Public finances are managed through decentralized structures, with national agencies including DGDA (Direction Générale des Douanes et Accises), DGI (Direction Générale des Impôts), and DGRAD (Direction Générale des Recettes Administratives, Judiciaires, Domaniales et de Participations) collecting revenues for the central government, while the Provincial Directorate of Revenue of North Kivu (Direction Générale des Recettes de Nord-Kivu) handles local income.

Economic and social development activities are coordinated by the Planning Division, which collaborates with partners such as UNICEF on water, sanitation, and hygiene programs. The central government is also represented through provincial branches of several state-owned enterprises, including SNEL, REGIDESO, SONAS, SNCC, FPI, RVA, LAC, OCC, SONAHYDROC, OR, DVDA, and others.

=== Security and election ===
Provincial security is managed by local security forces. The Independent National Electoral Commission (CENI) maintains offices in major urban centers such as Goma, Beni, and Butembo, as well as in all six territories. Based in Goma, the Provincial Executive Secretariat coordinates electoral activities across the province, and facilitating the conduct of direct and indirect elections.

==Demographics==
North Kivu had an estimated population of 8,985,711 in 2020. In 2012, the province's population was nearly 4.5 million, up from approximately 2.4 million twenty years earlier, accounting for about 8% of the Democratic Republic of the Congo's total population at the time. The population is predominantly young, with 79.2% of residents in younger age groups, and only slightly urbanized at 20.8%. The province's urban population represents only 5.5% of the DRC's urban population.

=== Ethnic groups ===
Ethnically, North Kivu is highly diverse, with populations drawn mainly from Bantu, Nilotic, and Pygmy groups. The Bantu constitute the dominant ethnolinguistic group. The province is home to several major ethnic groups, including the Nande, Mbuba, Hunde, Lese, Talinga, Mbuba, Pere, Tembo, Nyanga, Kano, Kusu, Kumu, Hutu, Tutsi, and Batwa.

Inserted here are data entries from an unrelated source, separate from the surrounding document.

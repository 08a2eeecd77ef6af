// SPDX-License-Identifier: Apache-2.0 OR MIT
// Copyright (c) 2025-2026 naskel.com

//! Access properties for dynamic samples.
//!
//! # Example YAML
//!
//! ```yaml
//! # dynamic_data.yaml
//! expand_collections: true
//! auto_grow_sequences: false
//! max_path_depth: 16
//! ```

use serde::Deserialize;
#[cfg(feature = "type-loaders")]
use std::path::Path;
use thiserror::Error;

/// Errors raised while loading a [`DataProperty`].
#[derive(Debug, Error)]
pub enum ConfigError {
    #[error("Failed to read config file: {0}")]
    Io(#[from] std::io::Error),

    #[cfg(feature = "type-loaders")]
    #[error("Failed to parse YAML: {0}")]
    Yaml(#[from] serde_yaml::Error),
}

/// Options controlling how a sample is read and written.
///
/// Every sample carries one; loans and nested copies inherit the
/// property of the sample they come from.
#[derive(Debug, Clone, PartialEq, Eq, Deserialize)]
#[serde(default, deny_unknown_fields)]
pub struct DataProperty {
    /// Return collection members as `Value::List` instead of nested samples.
    pub expand_collections: bool,

    /// Setting sequence element `i >= len` grows the sequence up to `i`.
    pub auto_grow_sequences: bool,

    /// Maximum number of segments in a member path.
    pub max_path_depth: usize,

    /// Capacity reserved for sequences in freshly created samples.
    pub initial_sequence_capacity: usize,
}

impl Default for DataProperty {
    fn default() -> Self {
        Self {
            expand_collections: false,
            auto_grow_sequences: true,
            max_path_depth: 32,
            initial_sequence_capacity: 0,
        }
    }
}

impl DataProperty {
    /// Enable or disable collection expansion.
    pub fn expand_collections(mut self, enabled: bool) -> Self {
        self.expand_collections = enabled;
        self
    }

    /// Enable or disable sequence auto-growth.
    pub fn auto_grow_sequences(mut self, enabled: bool) -> Self {
        self.auto_grow_sequences = enabled;
        self
    }

    /// Set the maximum path depth.
    pub fn max_path_depth(mut self, depth: usize) -> Self {
        self.max_path_depth = depth;
        self
    }

    /// Parse a property from YAML. Missing keys keep their defaults.
    #[cfg(feature = "type-loaders")]
    pub fn from_yaml_str(yaml: &str) -> Result<Self, ConfigError> {
        Ok(serde_yaml::from_str(yaml)?)
    }

    /// Load a property from a YAML file.
    #[cfg(feature = "type-loaders")]
    pub fn from_yaml_file<P: AsRef<Path>>(path: P) -> Result<Self, ConfigError> {
        let path = path.as_ref();
        log::debug!("[config] loading data property from {}", path.display());
        let content = std::fs::read_to_string(path)?;
        Self::from_yaml_str(&content)
    }
}
// SPDX-License-Identifier: Apache-2.0 OR MIT
// Copyright (c) 2025-2026 naskel.com

//! Runtime type descriptions: descriptors, builders, the registry and
//! the XML type loader.

mod builder;
mod descriptor;
mod registry;
#[cfg(feature = "type-loaders")]
mod xml;

pub use builder::{EnumBuilder, TypeDescriptorBuilder, UnionBuilder};
pub use descriptor::{
    ArrayDescriptor, EnumDescriptor, EnumVariant, FieldDescriptor, MemberKind, PrimitiveKind,
    SequenceDescriptor, TypeDescriptor, TypeKind, UnionCase, UnionDescriptor, LONG_DOUBLE_SIZE,
};
pub use registry::TypeRegistry;
#[cfg(feature = "type-loaders")]
pub use xml::{TypeLoadError, XmlTypeLoader};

The Hunde are primarily found in Masisi Territory, the Hutu in Rutshuru Territory, the Nande in Lubero Territory and Beni Territory, the Kumu in Nyiragongo Territory, the Tutsi in Masisi Territory and Rutshuru Territory, the Nyanga in Walikale Territory and Masisi Territory, the Tembo in Walikale Territory and Masisi Territory, and the Kano mainly in Walikale Territory.

Religiously, the province is home to adherents of Catholicism, Protestantism, Islam, Adventism, Jehovah's Witnesses, the Bahá’í Faith, and numerous other religious movements.

==Human rights issues==

A UN Mi-24 flight reconnaissance in North Kivu.

In October 2007, the United Nations High Commissioner for Refugees (UNHCR) warned of an increasing number of internally displaced people (IDP) in North Kivu related to the fighting there between the government army, the Democratic Forces for the Liberation of Rwanda (FDLR) rebels and renegade troops, including Laurent Nkunda's forces, and a buildup of military supplies and forces, including recruitment of child soldiers by armed groups across North Kivu. The UNHCR thought that there were over 370,000 people in North Kivu displaced since December 2006, and is expanding its camps in the Mugunga area, where over 80,000 IDPs were estimated. The brief capture of Goma by M23 rebels caused "tens of thousands" of refugees. The town of Sake was abandoned.